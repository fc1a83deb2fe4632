//! Configuration types.
//!
//! - `CounterConfig`: cache persistence and query time limit for the
//!   state counter
//! - `GameConfig`: seating, seed and round limit for a simulated game
//!
//! Both are plain data with builder methods, so callers can keep them in
//! files alongside other settings.

use std::path::PathBuf;
use std::time::Duration;

use serde::{Deserialize, Serialize};

/// Settings for the memoized state counter.
#[derive(Clone, Debug, PartialEq, Eq, Serialize, Deserialize)]
pub struct CounterConfig {
    /// Where the durable cache lives. `None` keeps the cache in memory only.
    pub cache_path: Option<PathBuf>,

    /// Skip the write at session end when no entries were added since load.
    pub save_only_if_changed: bool,

    /// Wall-clock limit for one envelope query. `None` = unlimited.
    pub time_limit: Option<Duration>,
}

impl Default for CounterConfig {
    fn default() -> Self {
        Self {
            cache_path: None,
            save_only_if_changed: true,
            time_limit: None,
        }
    }
}

impl CounterConfig {
    /// Persist the cache at the given path.
    #[must_use]
    pub fn with_cache_path(mut self, path: impl Into<PathBuf>) -> Self {
        self.cache_path = Some(path.into());
        self
    }

    /// Bound each envelope query by a wall-clock limit.
    #[must_use]
    pub fn with_time_limit(mut self, limit: Duration) -> Self {
        self.time_limit = Some(limit);
        self
    }

    /// Always rewrite the cache file at session end.
    #[must_use]
    pub fn always_save(mut self) -> Self {
        self.save_only_if_changed = false;
        self
    }
}

/// Settings for a simulated game.
#[derive(Clone, Debug, PartialEq, Eq, Serialize, Deserialize)]
pub struct GameConfig {
    /// Number of players (1-255).
    pub player_count: usize,

    /// Seed for the deal and for random guessing.
    pub seed: u64,

    /// Stop after this many full rounds without a winner.
    pub max_rounds: u32,
}

impl GameConfig {
    /// Create a new game configuration.
    pub fn new(player_count: usize) -> Self {
        assert!(player_count > 0, "Must have at least 1 player");
        assert!(player_count <= 255, "At most 255 players supported");

        Self {
            player_count,
            seed: 0,
            max_rounds: 200,
        }
    }

    /// Set the seed.
    #[must_use]
    pub fn with_seed(mut self, seed: u64) -> Self {
        self.seed = seed;
        self
    }

    /// Set the round limit.
    #[must_use]
    pub fn with_max_rounds(mut self, rounds: u32) -> Self {
        self.max_rounds = rounds;
        self
    }
}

▸ PROBLEM
Please transcribe the lines from the one containing "new game configuration." through the last line of the records. Include both ends and nothing else.

▸ PROBLEM SOLUTION
    /// Create a new game configuration.
    pub fn new(player_count: usize) -> Self {
        assert!(player_count > 0, "Must have at least 1 player");
        assert!(player_count <= 255, "At most 255 players supported");

        Self {
            player_count,
            seed: 0,
            max_rounds: 200,
        }
    }

    /// Set the seed.
    #[must_use]
    pub fn with_seed(mut self, seed: u64) -> Self {
        self.seed = seed;
        self
    }

    /// Set the round limit.
    #[must_use]
    pub fn with_max_rounds(mut self, rounds: u32) -> Self {
        self.max_rounds = rounds;
        self
    }
}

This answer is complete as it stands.